Sorbic acid and sorbate salts (potassium most effective) are effective at pH values less than 6.5 but at a higher pH than benzoates. Sorbates are used in cheeses, baked or nonyeast goods, beverages, jellies, jams, salad dressings, dried fruits, pickles, and margarine. They inhibit yeasts and molds, but few bacteria except C. botulinum. They prevent yeast growth during vegetable fermentations and can be used at levels up to 0.3%.
Propionic acid and propionate salts (calcium most common) are active against molds at pH values less than 6. They have limited activity against yeasts and bacteria. They are widely used in baked products and cheeses. Propionic acid is found naturally in Swiss cheese at levels up to 1%. Propionates can be added to foods at levels up to 0.3%.
Acetic acid is found in vinegar at levels up to 4–5%. It is used in mayonnaise, pickles, and ketchup, primarily as a flavoring agent. Acetic acid is most active against bacteria, but has some yeast and mold activity, though less active than sorbates or propionates. Lactic acid, citric acid, and their salts can be added as preservatives, to lower pH, and as flavorants. They are also developed during fermentation. These organic acids are most effective against bacteria.

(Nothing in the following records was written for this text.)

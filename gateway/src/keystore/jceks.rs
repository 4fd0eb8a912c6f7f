//! JCEKS container framing and the key protector around secret-key entries.
//!
//! ```text
//! container  = magic u32 | version u32 | count u32 | count × entry | digest [u8; 20]
//! entry      = tag u32 | alias utf | timestamp u64 (ms) | body
//!
//! body (1)   = key_len u32 | protected key | chain u32 | chain × (type utf | len u32 | der)
//! body (2)   = type utf | len u32 | der
//! body (3)   = serialized SealedObjectForKeyProtector
//! ```
//!
//! `utf` is Java's `writeUTF`: a u16 length and modified UTF-8. The sealed
//! object carries the PBE parameters as DER (`SEQUENCE { OCTET STRING salt,
//! INTEGER iterations }`) and the ciphertext of a second serialized object,
//! a `SecretKeySpec` or the `KeyRep` keytool writes in its place.

use tracing::debug;
use zeroize::Zeroizing;

use super::object_stream::{
    encode_modified_utf8, read_object, ByteReader, ObjectWriter, KEY_REP,
    SEALED_OBJECT_FOR_KEY_PROTECTOR, SECRET_KEY_SPEC,
};
use super::integrity_digest;
use crate::config::{
    KEYSTORE_MAGIC, KEYSTORE_SEAL_ALGORITHM, KEYSTORE_TAG_PRIVATE_KEY, KEYSTORE_TAG_SECRET_KEY,
    KEYSTORE_TAG_TRUSTED_CERT, KEYSTORE_VERSION, PBE_SALT_LENGTH,
};
use crate::crypto::pbe;
use crate::error::{GatewayError, Result};

const DER_SEQUENCE: u8 = 0x30;
const DER_OCTET_STRING: u8 = 0x04;
const DER_INTEGER: u8 = 0x02;

/// Certificate type keytool records for every certificate it stores.
const CERTIFICATE_TYPE: &str = "X.509";

/// Smallest possible entry: tag, empty alias, timestamp, empty trusted
/// certificate body.
const MIN_ENTRY_LENGTH: usize = 4 + 2 + 8 + 2 + 4;

pub(crate) fn format_error(reason: impl Into<String>) -> GatewayError {
    GatewayError::KeystoreFormat(reason.into())
}

/// A secret-key entry, still sealed.
pub(crate) struct SealedEntry {
    pub alias: String,
    pub salt: [u8; PBE_SALT_LENGTH],
    pub iterations: u32,
    pub ciphertext: Vec<u8>,
    pub seal_alg: String,
}

fn skip_certificate(r: &mut ByteReader<'_>) -> Result<()> {
    r.utf()?;
    let len = r.u32()? as usize;
    r.take(len)?;
    Ok(())
}

fn sealed_entry(alias: String, r: &mut ByteReader<'_>) -> Result<SealedEntry> {
    let object = read_object(r)?;
    if object.class_name() != SEALED_OBJECT_FOR_KEY_PROTECTOR.name {
        return Err(format_error(format!(
            "secret-key entry holds a {}",
            object.class_name()
        )));
    }
    let missing = |field: &str| format_error(format!("sealed key has no {field}"));

    let params = object.bytes("encodedParams").ok_or_else(|| missing("encodedParams"))?;
    let (salt, iterations) = parse_pbe_params(params)?;
    let ciphertext = object
        .bytes("encryptedContent")
        .ok_or_else(|| missing("encryptedContent"))?
        .to_vec();
    let seal_alg = object.string("sealAlg").ok_or_else(|| missing("sealAlg"))?;

    Ok(SealedEntry {
        alias,
        salt,
        iterations,
        ciphertext,
        seal_alg: seal_alg.to_string(),
    })
}

/// Walks every entry of a container body (digest already split off) and
/// returns the secret-key entries. Other entry kinds are checked for
/// framing and skipped.
pub(crate) fn parse_container(body: &[u8]) -> Result<Vec<SealedEntry>> {
    let mut r = ByteReader::new(body);

    if r.u32()? != KEYSTORE_MAGIC {
        return Err(format_error("bad magic"));
    }
    let version = r.u32()?;
    if version != KEYSTORE_VERSION {
        return Err(format_error(format!("unsupported version {version}")));
    }
    let count = r.u32()? as usize;
    if count > r.remaining() / MIN_ENTRY_LENGTH {
        return Err(format_error("entry count exceeds container size"));
    }

    let mut entries = Vec::new();
    for _ in 0..count {
        let tag = r.u32()?;
        let alias = r.utf()?;
        let _timestamp = r.u64()?;

        match tag {
            KEYSTORE_TAG_PRIVATE_KEY => {
                let len = r.u32()? as usize;
                r.take(len)?;
                let chain = r.u32()? as usize;
                for _ in 0..chain {
                    skip_certificate(&mut r)?;
                }
            }
            KEYSTORE_TAG_TRUSTED_CERT => skip_certificate(&mut r)?,
            KEYSTORE_TAG_SECRET_KEY => entries.push(sealed_entry(alias, &mut r)?),
            other => return Err(format_error(format!("unknown entry tag {other}"))),
        }
    }

    if r.remaining() != 0 {
        return Err(format_error("trailing bytes after entries"));
    }
    Ok(entries)
}

// ---------------------------------------------------------------------------
// PBE parameters
// ---------------------------------------------------------------------------

fn der_header(r: &mut ByteReader<'_>, tag: u8) -> Result<usize> {
    if r.u8()? != tag {
        return Err(format_error("malformed PBE parameters"));
    }
    match r.u8()? {
        short @ 0x00..=0x7F => Ok(short as usize),
        0x81 => Ok(r.u8()? as usize),
        _ => Err(format_error("malformed PBE parameters")),
    }
}

pub(crate) fn parse_pbe_params(der: &[u8]) -> Result<([u8; PBE_SALT_LENGTH], u32)> {
    let mut r = ByteReader::new(der);
    if der_header(&mut r, DER_SEQUENCE)? != r.remaining() {
        return Err(format_error("malformed PBE parameters"));
    }

    if der_header(&mut r, DER_OCTET_STRING)? != PBE_SALT_LENGTH {
        return Err(format_error("PBE salt is not 8 bytes"));
    }
    let mut salt = [0u8; PBE_SALT_LENGTH];
    salt.copy_from_slice(r.take(PBE_SALT_LENGTH)?);

    let len = der_header(&mut r, DER_INTEGER)?;
    let int = r.take(len)?;
    if int.is_empty() || int.len() > 5 || int[0] & 0x80 != 0 {
        return Err(format_error("PBE iteration count out of range"));
    }
    let iterations = int.iter().fold(0u64, |acc, b| (acc << 8) | u64::from(*b));
    let iterations = u32::try_from(iterations)
        .map_err(|_| format_error("PBE iteration count out of range"))?;

    if r.remaining() != 0 {
        return Err(format_error("malformed PBE parameters"));
    }
    Ok((salt, iterations))
}

pub(crate) fn encode_pbe_params(salt: &[u8; PBE_SALT_LENGTH], iterations: u32) -> Vec<u8> {
    let bytes = iterations.to_be_bytes();
    let start = bytes.iter().position(|b| *b != 0).unwrap_or(bytes.len() - 1);
    let mut int = bytes[start..].to_vec();
    if int[0] & 0x80 != 0 {
        int.insert(0, 0);
    }

    let inner_len = 2 + PBE_SALT_LENGTH + 2 + int.len();
    let mut der = Vec::with_capacity(2 + inner_len);
    der.extend_from_slice(&[DER_SEQUENCE, inner_len as u8, DER_OCTET_STRING, PBE_SALT_LENGTH as u8]);
    der.extend_from_slice(salt);
    der.extend_from_slice(&[DER_INTEGER, int.len() as u8]);
    der.extend_from_slice(&int);
    der
}

// ---------------------------------------------------------------------------
// Key objects
// ---------------------------------------------------------------------------

/// Pulls the raw key out of a decrypted key stream. A stream that does not
/// parse is what a wrong key password produces once in a while (the
/// padding happened to check out), so it is reported as access denied.
pub(crate) fn unwrap_key(plaintext: &[u8]) -> Result<Zeroizing<Vec<u8>>> {
    let mut r = ByteReader::new(plaintext);
    let object = match read_object(&mut r) {
        Ok(object) if r.remaining() == 0 => object,
        Ok(_) | Err(_) => {
            debug!("decrypted key entry is not a serialized key");
            return Err(GatewayError::KeystoreAccess);
        }
    };

    let key = match object.class_name() {
        name if name == SECRET_KEY_SPEC.name => object.bytes("key"),
        KEY_REP => {
            if object.constant("type") != Some("SECRET") || object.string("format") != Some("RAW")
            {
                return Err(format_error("key entry is not a raw secret key"));
            }
            object.bytes("encoded")
        }
        other => return Err(format_error(format!("unsupported key class {other}"))),
    };
    let key = key.ok_or_else(|| format_error("key object has no key bytes"))?;

    debug!(
        class = object.class_name(),
        algorithm = object.string("algorithm").unwrap_or_default(),
        "key object decoded"
    );
    Ok(Zeroizing::new(key.to_vec()))
}

// ---------------------------------------------------------------------------
// Writing
// ---------------------------------------------------------------------------

/// Seals `key` the way `KeyStore.setKeyEntry` does for a DESede
/// `SecretKeySpec` and returns the serialized sealed object.
pub(crate) fn seal_secret_key(
    password: &str,
    salt: &[u8; PBE_SALT_LENGTH],
    iterations: u32,
    key: &[u8],
) -> Result<Zeroizing<Vec<u8>>> {
    let mut plain = ObjectWriter::new();
    plain.begin_object(&SECRET_KEY_SPEC);
    plain.string("DESede");
    plain.byte_array(key);
    let plaintext = plain.finish();

    let ciphertext = pbe::seal(password.as_bytes(), salt, iterations, &plaintext)
        .map_err(|e| format_error(e.to_string()))?;

    let mut sealed = ObjectWriter::new();
    sealed.begin_object(&SEALED_OBJECT_FOR_KEY_PROTECTOR);
    sealed.byte_array(&encode_pbe_params(salt, iterations));
    sealed.byte_array(&ciphertext);
    sealed.string(KEYSTORE_SEAL_ALGORITHM);
    sealed.string(KEYSTORE_SEAL_ALGORITHM);
    Ok(sealed.finish())
}

/// Appends entries to a container and signs it.
pub(crate) struct ContainerWriter {
    buf: Vec<u8>,
    timestamp: u64,
}

impl ContainerWriter {
    pub fn new(count: usize, timestamp: u64) -> Result<Self> {
        let count = u32::try_from(count).map_err(|_| format_error("too many entries"))?;
        let mut buf = Vec::with_capacity(512);
        buf.extend_from_slice(&KEYSTORE_MAGIC.to_be_bytes());
        buf.extend_from_slice(&KEYSTORE_VERSION.to_be_bytes());
        buf.extend_from_slice(&count.to_be_bytes());
        Ok(Self { buf, timestamp })
    }

    fn utf(&mut self, s: &str) -> Result<()> {
        let bytes = encode_modified_utf8(s);
        let len = u16::try_from(bytes.len()).map_err(|_| format_error("string too long"))?;
        self.buf.extend_from_slice(&len.to_be_bytes());
        self.buf.extend_from_slice(&bytes);
        Ok(())
    }

    fn entry_header(&mut self, tag: u32, alias: &str) -> Result<()> {
        self.buf.extend_from_slice(&tag.to_be_bytes());
        // keytool stores aliases lower-cased.
        self.utf(&alias.to_lowercase())?;
        self.buf.extend_from_slice(&self.timestamp.to_be_bytes());
        Ok(())
    }

    /// Adds a secret-key entry from the output of [`seal_secret_key`].
    pub fn secret_key(&mut self, alias: &str, sealed: &[u8]) -> Result<()> {
        self.entry_header(KEYSTORE_TAG_SECRET_KEY, alias)?;
        self.buf.extend_from_slice(sealed);
        Ok(())
    }

    pub fn trusted_certificate(&mut self, alias: &str, der: &[u8]) -> Result<()> {
        let len = u32::try_from(der.len()).map_err(|_| format_error("certificate too large"))?;
        self.entry_header(KEYSTORE_TAG_TRUSTED_CERT, alias)?;
        self.utf(CERTIFICATE_TYPE)?;
        self.buf.extend_from_slice(&len.to_be_bytes());
        self.buf.extend_from_slice(der);
        Ok(())
    }

    /// Appends the integrity digest and returns the container.
    pub fn finish(mut self, passphrase: &str) -> Vec<u8> {
        let digest = integrity_digest(passphrase, &self.buf);
        self.buf.extend_from_slice(&digest);
        self.buf
    }
}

Some antibiotics may be found in foods, although medical compounds are not allowed in human food, trace amounts used for animal therapy may occasionally be found. Bacteriocins, which are antimicrobial peptides produced by microorganisms, can be found in foods. An example of an approved bacteriocin is nisin, which is allowed in process cheese food as an additive. Some naturally occurring enzymes (lysozyme and lactoferrin) can be used as preservatives in limited applications where denaturation is not an issue. Some spices, herbs, and essential oils have antimicrobial activity, but such high levels are needed that the food becomes unpalatable. Ethanol has excellent preservative ability but is underutilized because of social stigma. Wood smoke, whether natural or added in liquid form, contains several phenolic antimicrobial compounds in addition to formaldehyde. Wood smoke is most active against vegetative bacteria and some fungi. Bacterial endospores are resistant. Activity is correlated with phenolic content. Carbon dioxide gas can dissolve in food tissues to lower pH and inhibit microbes. Developed preservatives produced during fermentation include organic acids (primarily lactic, acetic, and propionic), ethanol, and bacteriocins. All added preservatives must meet government standards for direct addition to foods. All preservatives added to foods are GRAS.